[DATA SHOWN Boundary: Start]
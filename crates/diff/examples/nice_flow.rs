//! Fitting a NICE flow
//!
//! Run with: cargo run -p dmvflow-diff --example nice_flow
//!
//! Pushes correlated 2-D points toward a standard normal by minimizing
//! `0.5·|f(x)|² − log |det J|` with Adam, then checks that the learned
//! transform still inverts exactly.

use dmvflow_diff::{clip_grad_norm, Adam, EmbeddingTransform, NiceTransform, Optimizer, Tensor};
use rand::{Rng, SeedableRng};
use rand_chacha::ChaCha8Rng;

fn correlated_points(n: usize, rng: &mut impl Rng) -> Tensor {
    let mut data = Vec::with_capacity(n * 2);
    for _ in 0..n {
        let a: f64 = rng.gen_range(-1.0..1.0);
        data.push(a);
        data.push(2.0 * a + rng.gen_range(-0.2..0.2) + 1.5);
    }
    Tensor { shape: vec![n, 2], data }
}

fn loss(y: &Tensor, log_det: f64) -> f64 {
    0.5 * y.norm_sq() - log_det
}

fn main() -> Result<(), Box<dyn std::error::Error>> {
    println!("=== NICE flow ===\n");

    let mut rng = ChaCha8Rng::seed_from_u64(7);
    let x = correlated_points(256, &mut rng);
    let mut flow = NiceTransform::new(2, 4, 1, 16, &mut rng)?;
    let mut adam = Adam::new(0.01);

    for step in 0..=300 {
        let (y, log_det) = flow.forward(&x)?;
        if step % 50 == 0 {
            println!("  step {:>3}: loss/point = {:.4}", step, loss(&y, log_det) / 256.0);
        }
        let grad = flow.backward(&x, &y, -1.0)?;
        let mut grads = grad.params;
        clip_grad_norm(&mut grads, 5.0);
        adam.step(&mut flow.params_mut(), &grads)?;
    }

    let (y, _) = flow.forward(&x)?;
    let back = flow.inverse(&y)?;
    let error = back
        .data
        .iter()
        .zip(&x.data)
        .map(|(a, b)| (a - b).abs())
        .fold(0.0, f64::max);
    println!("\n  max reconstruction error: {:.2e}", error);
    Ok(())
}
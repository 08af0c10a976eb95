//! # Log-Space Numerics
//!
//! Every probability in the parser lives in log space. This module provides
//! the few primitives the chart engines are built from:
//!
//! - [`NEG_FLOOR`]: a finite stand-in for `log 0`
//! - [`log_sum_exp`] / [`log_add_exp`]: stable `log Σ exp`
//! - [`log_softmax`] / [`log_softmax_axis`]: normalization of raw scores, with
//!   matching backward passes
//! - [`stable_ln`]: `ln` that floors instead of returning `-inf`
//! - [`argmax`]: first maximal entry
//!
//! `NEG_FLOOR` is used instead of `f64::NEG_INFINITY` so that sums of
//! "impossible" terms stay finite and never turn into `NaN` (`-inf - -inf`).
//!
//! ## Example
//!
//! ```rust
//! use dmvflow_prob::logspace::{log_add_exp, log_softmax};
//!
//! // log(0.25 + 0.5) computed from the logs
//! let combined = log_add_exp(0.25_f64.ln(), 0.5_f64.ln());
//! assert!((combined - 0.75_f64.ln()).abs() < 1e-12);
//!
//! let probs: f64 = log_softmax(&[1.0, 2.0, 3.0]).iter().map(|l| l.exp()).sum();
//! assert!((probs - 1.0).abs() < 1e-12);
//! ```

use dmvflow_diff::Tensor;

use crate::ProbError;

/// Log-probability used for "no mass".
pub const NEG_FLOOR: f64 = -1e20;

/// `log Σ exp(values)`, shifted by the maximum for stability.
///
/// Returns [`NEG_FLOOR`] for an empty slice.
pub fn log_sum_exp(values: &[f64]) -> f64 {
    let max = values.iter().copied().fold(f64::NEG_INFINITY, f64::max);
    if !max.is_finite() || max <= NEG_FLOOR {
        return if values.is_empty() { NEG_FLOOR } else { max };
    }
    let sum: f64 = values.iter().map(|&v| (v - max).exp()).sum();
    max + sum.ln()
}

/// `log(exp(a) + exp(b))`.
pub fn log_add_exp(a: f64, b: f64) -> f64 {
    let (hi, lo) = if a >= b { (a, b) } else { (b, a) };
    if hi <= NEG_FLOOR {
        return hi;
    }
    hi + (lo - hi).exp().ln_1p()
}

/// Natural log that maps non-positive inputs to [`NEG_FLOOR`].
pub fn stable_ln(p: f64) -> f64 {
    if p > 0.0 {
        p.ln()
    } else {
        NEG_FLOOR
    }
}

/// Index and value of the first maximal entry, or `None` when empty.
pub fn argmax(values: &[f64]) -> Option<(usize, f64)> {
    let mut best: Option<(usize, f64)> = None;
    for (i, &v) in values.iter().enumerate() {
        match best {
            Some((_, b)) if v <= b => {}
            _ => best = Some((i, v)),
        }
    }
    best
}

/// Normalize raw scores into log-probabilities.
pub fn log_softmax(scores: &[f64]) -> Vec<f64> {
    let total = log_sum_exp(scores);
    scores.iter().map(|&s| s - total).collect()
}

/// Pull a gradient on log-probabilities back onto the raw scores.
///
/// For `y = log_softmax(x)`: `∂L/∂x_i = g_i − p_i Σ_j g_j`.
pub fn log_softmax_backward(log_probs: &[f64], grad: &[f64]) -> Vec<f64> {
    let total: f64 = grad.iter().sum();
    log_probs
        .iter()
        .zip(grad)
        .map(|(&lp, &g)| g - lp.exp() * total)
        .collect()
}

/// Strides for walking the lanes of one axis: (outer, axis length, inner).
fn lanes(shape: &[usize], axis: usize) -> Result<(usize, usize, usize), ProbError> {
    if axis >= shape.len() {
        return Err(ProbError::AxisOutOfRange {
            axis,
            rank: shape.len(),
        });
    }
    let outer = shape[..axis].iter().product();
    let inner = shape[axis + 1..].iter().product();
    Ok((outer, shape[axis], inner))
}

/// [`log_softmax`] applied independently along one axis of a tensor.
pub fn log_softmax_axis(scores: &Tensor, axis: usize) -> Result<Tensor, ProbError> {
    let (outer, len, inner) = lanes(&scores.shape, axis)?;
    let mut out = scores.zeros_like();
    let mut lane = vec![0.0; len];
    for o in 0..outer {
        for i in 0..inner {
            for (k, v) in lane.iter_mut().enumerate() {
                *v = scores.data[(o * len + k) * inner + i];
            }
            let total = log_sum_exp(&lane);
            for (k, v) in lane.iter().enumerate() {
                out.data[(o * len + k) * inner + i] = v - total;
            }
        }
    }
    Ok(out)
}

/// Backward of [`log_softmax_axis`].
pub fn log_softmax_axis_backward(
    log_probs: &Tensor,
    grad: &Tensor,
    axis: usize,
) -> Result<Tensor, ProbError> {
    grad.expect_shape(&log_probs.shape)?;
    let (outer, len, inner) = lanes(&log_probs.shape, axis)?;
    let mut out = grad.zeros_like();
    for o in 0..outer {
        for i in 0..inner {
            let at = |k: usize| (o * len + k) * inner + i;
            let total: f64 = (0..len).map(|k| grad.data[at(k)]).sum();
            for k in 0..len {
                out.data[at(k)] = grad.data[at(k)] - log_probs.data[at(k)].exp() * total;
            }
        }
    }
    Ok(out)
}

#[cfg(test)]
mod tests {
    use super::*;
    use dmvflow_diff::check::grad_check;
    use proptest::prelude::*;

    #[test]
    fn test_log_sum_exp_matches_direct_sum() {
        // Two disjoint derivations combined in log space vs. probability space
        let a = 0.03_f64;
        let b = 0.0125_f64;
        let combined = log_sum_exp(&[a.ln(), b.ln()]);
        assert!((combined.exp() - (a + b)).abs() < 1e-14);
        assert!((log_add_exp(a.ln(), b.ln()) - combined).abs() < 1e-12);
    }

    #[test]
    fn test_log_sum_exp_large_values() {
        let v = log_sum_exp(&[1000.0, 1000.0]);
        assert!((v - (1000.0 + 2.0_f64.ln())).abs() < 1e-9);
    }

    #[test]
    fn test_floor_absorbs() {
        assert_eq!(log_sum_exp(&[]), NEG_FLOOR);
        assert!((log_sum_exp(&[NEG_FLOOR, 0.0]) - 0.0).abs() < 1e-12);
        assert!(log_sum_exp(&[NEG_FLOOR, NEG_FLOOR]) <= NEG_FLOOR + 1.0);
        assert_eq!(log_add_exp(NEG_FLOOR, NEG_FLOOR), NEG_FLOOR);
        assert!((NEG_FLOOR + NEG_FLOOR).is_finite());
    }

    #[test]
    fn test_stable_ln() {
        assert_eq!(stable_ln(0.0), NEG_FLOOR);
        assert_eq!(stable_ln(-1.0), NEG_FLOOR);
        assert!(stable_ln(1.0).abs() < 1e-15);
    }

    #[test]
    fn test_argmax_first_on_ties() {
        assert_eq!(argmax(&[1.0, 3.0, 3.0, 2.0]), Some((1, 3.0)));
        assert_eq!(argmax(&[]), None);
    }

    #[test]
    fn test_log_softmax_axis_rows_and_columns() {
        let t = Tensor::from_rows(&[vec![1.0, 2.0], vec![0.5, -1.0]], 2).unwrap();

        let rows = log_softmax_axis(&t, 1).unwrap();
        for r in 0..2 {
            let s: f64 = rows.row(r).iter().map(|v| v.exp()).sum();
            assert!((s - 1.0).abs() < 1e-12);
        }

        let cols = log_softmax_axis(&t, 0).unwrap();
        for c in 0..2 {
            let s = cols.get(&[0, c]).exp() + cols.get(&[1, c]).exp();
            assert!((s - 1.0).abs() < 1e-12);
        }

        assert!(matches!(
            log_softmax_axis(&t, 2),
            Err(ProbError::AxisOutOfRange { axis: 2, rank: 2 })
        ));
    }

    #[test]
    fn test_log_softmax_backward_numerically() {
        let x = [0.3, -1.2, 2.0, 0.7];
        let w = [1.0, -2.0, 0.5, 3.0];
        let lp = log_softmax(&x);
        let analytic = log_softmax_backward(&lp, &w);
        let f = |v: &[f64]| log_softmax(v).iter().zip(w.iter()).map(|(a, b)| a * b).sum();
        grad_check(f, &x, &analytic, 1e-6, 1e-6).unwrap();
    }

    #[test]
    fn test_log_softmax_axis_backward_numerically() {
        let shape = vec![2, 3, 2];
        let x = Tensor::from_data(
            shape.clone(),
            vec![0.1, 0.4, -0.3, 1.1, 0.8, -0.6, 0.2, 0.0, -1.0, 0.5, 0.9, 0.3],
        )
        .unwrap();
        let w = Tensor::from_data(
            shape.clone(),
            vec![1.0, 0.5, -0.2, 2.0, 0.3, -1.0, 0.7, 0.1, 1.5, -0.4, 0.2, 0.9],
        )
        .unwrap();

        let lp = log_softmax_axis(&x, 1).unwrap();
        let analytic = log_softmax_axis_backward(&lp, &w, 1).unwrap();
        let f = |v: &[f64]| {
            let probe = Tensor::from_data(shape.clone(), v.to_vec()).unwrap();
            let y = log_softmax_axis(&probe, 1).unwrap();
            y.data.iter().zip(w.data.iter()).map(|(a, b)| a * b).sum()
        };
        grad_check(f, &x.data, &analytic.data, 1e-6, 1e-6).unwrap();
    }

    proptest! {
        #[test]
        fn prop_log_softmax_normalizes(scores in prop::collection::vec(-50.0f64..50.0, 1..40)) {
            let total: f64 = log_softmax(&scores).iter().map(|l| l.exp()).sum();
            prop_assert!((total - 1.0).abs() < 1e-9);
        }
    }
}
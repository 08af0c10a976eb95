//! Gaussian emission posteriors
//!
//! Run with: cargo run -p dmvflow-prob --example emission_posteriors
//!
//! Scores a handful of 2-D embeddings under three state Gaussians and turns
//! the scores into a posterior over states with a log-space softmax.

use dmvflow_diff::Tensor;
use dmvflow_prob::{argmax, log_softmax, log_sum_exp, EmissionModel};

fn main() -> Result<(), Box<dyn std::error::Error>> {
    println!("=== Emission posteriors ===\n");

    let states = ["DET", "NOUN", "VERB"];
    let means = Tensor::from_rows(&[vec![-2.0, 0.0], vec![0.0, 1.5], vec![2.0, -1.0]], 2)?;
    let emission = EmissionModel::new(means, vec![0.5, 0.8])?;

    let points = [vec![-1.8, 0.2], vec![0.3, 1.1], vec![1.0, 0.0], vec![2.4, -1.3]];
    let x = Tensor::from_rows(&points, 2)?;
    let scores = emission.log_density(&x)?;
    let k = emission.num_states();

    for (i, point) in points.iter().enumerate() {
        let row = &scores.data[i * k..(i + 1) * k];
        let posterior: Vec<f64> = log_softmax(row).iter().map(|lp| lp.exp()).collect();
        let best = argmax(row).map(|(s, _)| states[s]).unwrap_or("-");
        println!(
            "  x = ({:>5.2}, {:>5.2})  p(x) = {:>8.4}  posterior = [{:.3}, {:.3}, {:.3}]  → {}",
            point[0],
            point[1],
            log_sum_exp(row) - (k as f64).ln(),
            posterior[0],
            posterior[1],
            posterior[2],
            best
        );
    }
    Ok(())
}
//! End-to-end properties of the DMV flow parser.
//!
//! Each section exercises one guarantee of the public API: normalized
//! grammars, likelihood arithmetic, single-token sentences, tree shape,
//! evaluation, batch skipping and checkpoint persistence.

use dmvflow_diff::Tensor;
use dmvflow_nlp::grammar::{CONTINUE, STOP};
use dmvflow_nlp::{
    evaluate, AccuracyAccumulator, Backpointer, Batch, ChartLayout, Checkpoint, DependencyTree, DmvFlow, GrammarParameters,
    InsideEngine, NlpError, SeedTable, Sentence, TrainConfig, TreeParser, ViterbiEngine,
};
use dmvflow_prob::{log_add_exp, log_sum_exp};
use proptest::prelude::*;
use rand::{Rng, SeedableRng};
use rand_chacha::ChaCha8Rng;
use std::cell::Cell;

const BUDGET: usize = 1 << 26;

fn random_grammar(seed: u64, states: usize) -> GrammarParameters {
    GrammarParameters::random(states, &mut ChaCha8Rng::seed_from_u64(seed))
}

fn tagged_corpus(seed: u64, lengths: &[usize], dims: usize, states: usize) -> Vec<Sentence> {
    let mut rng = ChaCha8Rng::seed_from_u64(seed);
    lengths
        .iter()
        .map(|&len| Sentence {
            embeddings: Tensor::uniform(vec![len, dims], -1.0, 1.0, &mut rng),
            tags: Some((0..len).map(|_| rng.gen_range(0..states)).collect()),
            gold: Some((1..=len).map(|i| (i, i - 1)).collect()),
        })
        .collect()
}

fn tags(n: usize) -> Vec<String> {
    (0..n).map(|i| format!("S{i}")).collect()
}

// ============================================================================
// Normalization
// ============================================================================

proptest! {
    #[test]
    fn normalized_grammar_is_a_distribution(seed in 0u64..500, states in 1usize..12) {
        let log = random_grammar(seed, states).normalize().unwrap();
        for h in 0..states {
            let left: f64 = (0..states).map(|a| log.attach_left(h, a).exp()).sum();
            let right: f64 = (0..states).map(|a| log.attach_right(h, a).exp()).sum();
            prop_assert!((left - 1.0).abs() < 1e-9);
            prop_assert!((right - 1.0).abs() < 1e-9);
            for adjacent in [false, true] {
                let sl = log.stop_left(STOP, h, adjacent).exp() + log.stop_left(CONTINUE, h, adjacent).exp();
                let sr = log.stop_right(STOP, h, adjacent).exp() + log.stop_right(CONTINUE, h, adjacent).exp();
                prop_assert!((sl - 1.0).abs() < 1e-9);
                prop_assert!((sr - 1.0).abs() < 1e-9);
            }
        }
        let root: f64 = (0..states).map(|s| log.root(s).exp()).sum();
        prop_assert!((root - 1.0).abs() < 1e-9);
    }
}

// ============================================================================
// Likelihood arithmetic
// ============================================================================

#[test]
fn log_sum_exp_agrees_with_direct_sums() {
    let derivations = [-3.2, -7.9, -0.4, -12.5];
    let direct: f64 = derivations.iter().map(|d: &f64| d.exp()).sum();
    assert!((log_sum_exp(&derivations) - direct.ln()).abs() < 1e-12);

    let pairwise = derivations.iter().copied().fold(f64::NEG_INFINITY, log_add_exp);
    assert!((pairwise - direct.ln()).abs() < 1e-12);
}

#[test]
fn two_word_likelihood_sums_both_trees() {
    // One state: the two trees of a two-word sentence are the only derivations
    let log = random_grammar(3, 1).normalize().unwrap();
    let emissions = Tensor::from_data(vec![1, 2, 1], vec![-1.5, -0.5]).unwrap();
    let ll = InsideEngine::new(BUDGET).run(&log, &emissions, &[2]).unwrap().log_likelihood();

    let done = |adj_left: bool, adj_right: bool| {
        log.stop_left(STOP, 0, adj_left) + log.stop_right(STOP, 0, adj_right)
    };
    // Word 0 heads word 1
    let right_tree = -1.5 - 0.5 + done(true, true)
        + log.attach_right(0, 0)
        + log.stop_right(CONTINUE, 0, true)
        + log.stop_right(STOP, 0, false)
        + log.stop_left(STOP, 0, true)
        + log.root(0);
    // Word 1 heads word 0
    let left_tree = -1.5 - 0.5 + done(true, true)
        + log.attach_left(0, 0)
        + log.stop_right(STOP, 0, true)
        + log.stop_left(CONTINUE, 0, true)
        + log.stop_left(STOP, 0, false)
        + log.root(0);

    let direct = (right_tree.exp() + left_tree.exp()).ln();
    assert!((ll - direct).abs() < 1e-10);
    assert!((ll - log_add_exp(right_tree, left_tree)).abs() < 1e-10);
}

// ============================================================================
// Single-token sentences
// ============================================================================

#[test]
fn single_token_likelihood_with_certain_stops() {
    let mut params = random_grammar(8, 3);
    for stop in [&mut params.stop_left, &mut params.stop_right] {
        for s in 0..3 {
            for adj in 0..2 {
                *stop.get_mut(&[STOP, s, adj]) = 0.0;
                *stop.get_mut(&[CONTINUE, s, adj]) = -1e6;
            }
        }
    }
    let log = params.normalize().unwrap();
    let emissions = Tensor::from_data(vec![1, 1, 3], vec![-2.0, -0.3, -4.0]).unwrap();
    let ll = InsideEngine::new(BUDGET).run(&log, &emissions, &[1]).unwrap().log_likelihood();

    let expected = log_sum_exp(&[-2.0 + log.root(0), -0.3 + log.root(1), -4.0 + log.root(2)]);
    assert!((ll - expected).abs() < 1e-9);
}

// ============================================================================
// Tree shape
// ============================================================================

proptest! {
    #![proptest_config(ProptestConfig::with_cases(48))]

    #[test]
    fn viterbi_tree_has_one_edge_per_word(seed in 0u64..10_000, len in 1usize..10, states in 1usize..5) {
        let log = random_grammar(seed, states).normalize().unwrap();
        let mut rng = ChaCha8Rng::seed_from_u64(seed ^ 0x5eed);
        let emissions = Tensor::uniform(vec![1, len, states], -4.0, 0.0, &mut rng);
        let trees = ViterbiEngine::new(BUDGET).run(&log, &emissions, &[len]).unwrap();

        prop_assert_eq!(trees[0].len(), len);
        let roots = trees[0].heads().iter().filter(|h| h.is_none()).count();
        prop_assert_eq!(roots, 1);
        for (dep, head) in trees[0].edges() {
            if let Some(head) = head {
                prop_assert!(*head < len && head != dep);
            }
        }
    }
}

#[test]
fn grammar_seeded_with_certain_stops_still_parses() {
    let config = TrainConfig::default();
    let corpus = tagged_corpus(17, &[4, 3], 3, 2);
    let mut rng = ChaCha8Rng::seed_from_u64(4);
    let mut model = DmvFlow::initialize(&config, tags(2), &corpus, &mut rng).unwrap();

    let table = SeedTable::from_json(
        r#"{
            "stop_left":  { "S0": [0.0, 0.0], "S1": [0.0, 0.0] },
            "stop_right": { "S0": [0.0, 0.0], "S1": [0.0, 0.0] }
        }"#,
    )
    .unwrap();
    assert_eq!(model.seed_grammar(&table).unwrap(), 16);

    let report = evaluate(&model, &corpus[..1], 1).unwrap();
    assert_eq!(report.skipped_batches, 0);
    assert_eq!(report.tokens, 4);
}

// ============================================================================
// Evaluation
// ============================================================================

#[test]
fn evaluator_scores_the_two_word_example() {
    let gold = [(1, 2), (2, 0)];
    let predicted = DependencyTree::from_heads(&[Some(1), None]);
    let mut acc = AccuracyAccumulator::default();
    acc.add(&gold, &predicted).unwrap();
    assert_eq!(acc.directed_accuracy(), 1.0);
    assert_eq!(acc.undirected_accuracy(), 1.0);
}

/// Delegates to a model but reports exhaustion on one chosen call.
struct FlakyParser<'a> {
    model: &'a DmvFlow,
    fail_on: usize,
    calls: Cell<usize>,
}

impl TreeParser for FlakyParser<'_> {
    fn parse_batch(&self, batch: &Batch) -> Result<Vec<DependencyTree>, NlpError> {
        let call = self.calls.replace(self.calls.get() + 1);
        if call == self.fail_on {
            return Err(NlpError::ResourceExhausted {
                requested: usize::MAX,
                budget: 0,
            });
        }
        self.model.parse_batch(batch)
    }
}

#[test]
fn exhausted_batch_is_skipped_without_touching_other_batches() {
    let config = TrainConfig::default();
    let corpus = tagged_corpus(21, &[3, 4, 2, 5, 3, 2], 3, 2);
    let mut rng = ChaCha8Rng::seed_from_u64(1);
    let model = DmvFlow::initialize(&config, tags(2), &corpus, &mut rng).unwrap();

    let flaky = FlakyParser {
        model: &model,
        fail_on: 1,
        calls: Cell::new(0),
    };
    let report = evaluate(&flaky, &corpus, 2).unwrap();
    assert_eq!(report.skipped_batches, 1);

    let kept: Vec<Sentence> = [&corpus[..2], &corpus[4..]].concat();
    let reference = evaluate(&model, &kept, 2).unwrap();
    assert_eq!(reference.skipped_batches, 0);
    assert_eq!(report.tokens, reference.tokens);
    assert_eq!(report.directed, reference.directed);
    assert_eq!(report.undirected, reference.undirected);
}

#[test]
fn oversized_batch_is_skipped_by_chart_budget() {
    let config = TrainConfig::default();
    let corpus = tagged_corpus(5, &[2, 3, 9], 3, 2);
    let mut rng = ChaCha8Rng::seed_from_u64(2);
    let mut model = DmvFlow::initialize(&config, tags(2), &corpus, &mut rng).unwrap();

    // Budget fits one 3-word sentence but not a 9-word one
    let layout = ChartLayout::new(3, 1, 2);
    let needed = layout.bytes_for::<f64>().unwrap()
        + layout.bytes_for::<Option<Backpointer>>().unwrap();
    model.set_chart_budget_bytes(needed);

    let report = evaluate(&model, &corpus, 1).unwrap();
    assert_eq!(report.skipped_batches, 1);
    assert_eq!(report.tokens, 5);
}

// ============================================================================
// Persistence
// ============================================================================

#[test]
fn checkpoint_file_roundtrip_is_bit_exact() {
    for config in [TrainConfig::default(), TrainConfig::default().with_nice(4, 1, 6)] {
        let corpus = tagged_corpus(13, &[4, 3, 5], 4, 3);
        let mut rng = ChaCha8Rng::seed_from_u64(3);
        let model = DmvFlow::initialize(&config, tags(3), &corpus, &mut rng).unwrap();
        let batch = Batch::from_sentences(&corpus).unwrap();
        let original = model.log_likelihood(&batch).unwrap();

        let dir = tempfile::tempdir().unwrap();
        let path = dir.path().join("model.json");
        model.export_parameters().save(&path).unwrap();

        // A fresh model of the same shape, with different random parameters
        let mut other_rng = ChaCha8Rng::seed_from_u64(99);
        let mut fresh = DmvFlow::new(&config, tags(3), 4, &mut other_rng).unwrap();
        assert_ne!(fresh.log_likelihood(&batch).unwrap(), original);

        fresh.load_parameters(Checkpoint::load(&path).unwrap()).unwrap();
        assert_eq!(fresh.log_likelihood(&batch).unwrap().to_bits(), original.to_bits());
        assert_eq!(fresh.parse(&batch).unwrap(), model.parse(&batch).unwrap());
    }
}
[DATA SHOWN Boundary: End]
# TRY IT
In the material above, report how many lines hold the word "pairwise", and add nothing to the figure.

# OUTPUT
2